BYD's P/E of 35.42 indicates some degree of optimism towards the stock. As you can see below, BYD has a much higher P/E than the average company (7.8) in the auto industry.
BYD's P/E tells us that market participants think the company will perform better than its industry peers, going forward. The market is optimistic about the future, but that doesn't guarantee future growth. So further research is always essential. I often monitor director buying and selling.
How Growth Rates Impact P/E Ratios
Companies that shrink earnings per share quickly will rapidly decrease the 'E' in the equation. That means unless the share price falls, the P/E will increase in a few years.
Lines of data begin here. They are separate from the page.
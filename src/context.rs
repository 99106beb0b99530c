use std::sync::Arc;

use crate::dispatch::MessageDispatcher;
use crate::roster::PermissionStore;

/// Shared handles passed explicitly to every component.
#[derive(Clone)]
pub struct BotContext {
    pub store: Arc<PermissionStore>,
    pub dispatcher: Arc<dyn MessageDispatcher>,
}

impl BotContext {
    pub fn new(store: Arc<PermissionStore>, dispatcher: Arc<dyn MessageDispatcher>) -> Self {
        Self { store, dispatcher }
    }
}
//! Randomized notification scheduling.
//!
//! - `cycle`: one pass over communities with per-community dedupe.
//! - `runner`: the timer loop and its [`SchedulerHandle`].

pub mod cycle;
pub mod runner;

pub use cycle::{CommunityOutcome, CycleReport, CycleRunner};
pub use runner::{NotificationScheduler, SchedulerHandle, SchedulerPhase};
//! Classified script statements and their execution contract.

use crate::session::{Session, SessionError};
use crate::Row;

/// Signal produced by one execution or fetch step.
#[derive(Clone, Copy, Debug, PartialEq, Eq)]
pub enum ExecOutcome {
    /// The statement left no pending result set.
    NothingToFetch,
    /// A pending result set exists and can be paged.
    SomethingToFetch,
}

/// One classified unit of a script. Text is frozen at parse time.
#[derive(Clone, Debug, PartialEq)]
pub enum ScriptStatement {
    /// Driver-control escape command, e.g. `{fn teradata_nativesql}`.
    /// Never yields rows.
    Extension { text: String },
    /// Parameterized insert with exactly one bound input batch.
    /// Never yields rows, but its execution updates the shared row count.
    BoundInsert { text: String, rows: Vec<Row> },
    /// Any other statement: DDL, SELECT, CALL, whitespace the driver will
    /// reject on its own. Yields rows iff the session reports pending
    /// column metadata after execution.
    Plain { text: String },
}

impl ScriptStatement {
    /// The statement text as it appeared in the script (lower-cased,
    /// comments stripped).
    pub fn text(&self) -> &str {
        match self {
            Self::Extension { text } | Self::Plain { text } => text,
            Self::BoundInsert { text, .. } => text,
        }
    }

    /// Executes the statement against the session and reports whether a
    /// pending result set exists. Session errors propagate unmodified.
    pub fn execute<S: Session + ?Sized>(
        &self,
        session: &mut S,
    ) -> Result<ExecOutcome, SessionError> {
        match self {
            Self::Extension { text } => {
                session.execute(text, None)?;
                Ok(ExecOutcome::NothingToFetch)
            }
            Self::BoundInsert { text, rows } => {
                session.execute(text, Some(rows))?;
                Ok(ExecOutcome::NothingToFetch)
            }
            Self::Plain { text } => {
                session.execute(text, None)?;
                if session.has_pending_columns() {
                    Ok(ExecOutcome::SomethingToFetch)
                } else {
                    Ok(ExecOutcome::NothingToFetch)
                }
            }
        }
    }
}
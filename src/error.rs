use crate::session::SessionError;

/// Error type returned by this crate.
///
/// Everything except `Session` is raised at activation time, before any
/// statement executes.
#[derive(Debug, thiserror::Error)]
pub enum ScriptError {
    /// Zero statements remain after comment stripping and `;` splitting.
    #[error("no statements in script")]
    EmptyScript,
    /// A parameterized insert was found but the input batch queue is empty.
    #[error("insert statement '{statement}' requires at least {ordinal} input batches")]
    MissingBatch {
        /// 1-based count of parameterized statements seen so far, including
        /// the one that could not be bound.
        ordinal: usize,
        /// Identifying text of the statement that could not be bound.
        statement: String,
    },
    /// A supplied batch could not be converted to a rectangular 2-D row block.
    #[error("invalid input batch at position {index}: {reason}")]
    InvalidBatch { index: usize, reason: String },
    /// The configured fetch page size is zero.
    #[error("page size must be a positive integer")]
    InvalidPageSize,
    /// Failure surfaced by the underlying session, propagated unmodified.
    #[error(transparent)]
    Session(#[from] SessionError),
}
//! `sqlscript` executes a multi-statement SQL script against a driver
//! session and exposes every result set it produces as one lazy sequence of
//! row batches.
//!
//! A script is a `;`-delimited sequence of SQL and driver-extension
//! statements. Parameterized `insert into t (?)` statements are bound to
//! caller-supplied row batches in script order. Key entry points:
//! - [`Script::new`] — construction inputs (text, batches, page size,
//!   autocommit)
//! - [`Script::run`] — activation against a [`Session`]
//! - [`ScriptCursor`] — the resulting iterator of [`RowBatch`] items
//!
//! The crate never connects to a database itself; callers implement
//! [`Session`] over their driver's cursor.

mod batch;
mod classify;
mod cursor;
mod error;
mod row_map;
mod session;
mod statement;
mod types;
mod value;

pub use batch::BatchInput;
pub use cursor::{Script, ScriptCursor, DEFAULT_PAGE_SIZE};
pub use error::ScriptError;
pub use row_map::RowRef;
pub use session::{Autocommit, Session, SessionError};
pub use statement::{ExecOutcome, ScriptStatement};
pub use types::{Col, Row, RowBatch};
pub use value::Value;

pub type Result<T> = std::result::Result<T, ScriptError>;
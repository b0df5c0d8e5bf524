use std::fmt;

use serde::{Deserialize, Serialize};

/// A single cell value inside a row.
#[derive(Clone, Debug, Default, PartialEq, Serialize, Deserialize)]
pub enum Value {
    #[default]
    Null,
    Bool(bool),
    Integer(i64),
    Float(f64),
    Text(String),
    Blob(Vec<u8>),
}

impl Value {
    pub fn null() -> Self {
        Self::Null
    }

    pub fn bool(value: bool) -> Self {
        Self::Bool(value)
    }

    pub fn integer(value: i64) -> Self {
        Self::Integer(value)
    }

    pub fn float(value: f64) -> Self {
        Self::Float(value)
    }

    pub fn text(value: impl Into<String>) -> Self {
        Self::Text(value.into())
    }

    pub fn blob(value: impl Into<Vec<u8>>) -> Self {
        Self::Blob(value.into())
    }

    /// Returns true if this value is SQL NULL.
    pub fn is_null(&self) -> bool {
        matches!(self, Self::Null)
    }
}

impl fmt::Display for Value {
    fn fmt(&self, f: &mut fmt::Formatter<'_>) -> fmt::Result {
        match self {
            Self::Null => f.write_str("NULL"),
            Self::Bool(value) => write!(f, "{value}"),
            Self::Integer(value) => write!(f, "{value}"),
            Self::Float(value) => write!(f, "{value}"),
            Self::Text(value) => f.write_str(value),
            Self::Blob(value) => write!(f, "<{} bytes>", value.len()),
        }
    }
}

impl From<bool> for Value {
    fn from(value: bool) -> Self {
        Self::Bool(value)
    }
}

impl From<i32> for Value {
    fn from(value: i32) -> Self {
        Self::Integer(value.into())
    }
}

impl From<i64> for Value {
    fn from(value: i64) -> Self {
        Self::Integer(value)
    }
}

impl From<f64> for Value {
    fn from(value: f64) -> Self {
        Self::Float(value)
    }
}

impl From<String> for Value {
    fn from(value: String) -> Self {
        Self::Text(value)
    }
}

impl From<&str> for Value {
    fn from(value: &str) -> Self {
        Self::Text(value.to_owned())
    }
}

impl From<Vec<u8>> for Value {
    fn from(value: Vec<u8>) -> Self {
        Self::Blob(value)
    }
}

impl<T> From<Option<T>> for Value
where
    T: Into<Value>,
{
    fn from(value: Option<T>) -> Self {
        match value {
            Some(inner) => inner.into(),
            None => Self::Null,
        }
    }
}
So while a stock may look cheap based on past earnings, it could be expensive based on future earnings.
BYD's earnings per share grew by 4.1% in the last twelve months. And earnings per share have improved by 37% annually, over the last five years. Unfortunately, earnings per share are down 18% a year, over 3 years.
Don't Forget: The P/E Does Not Account For Debt or Bank Deposits
One drawback of using a P/E ratio is that it considers market capitalization, but not the balance sheet. So it won't reflect the advantage of cash, or disadvantage of debt. In theory, a company can lower its future P/E ratio by using cash or debt to invest in growth.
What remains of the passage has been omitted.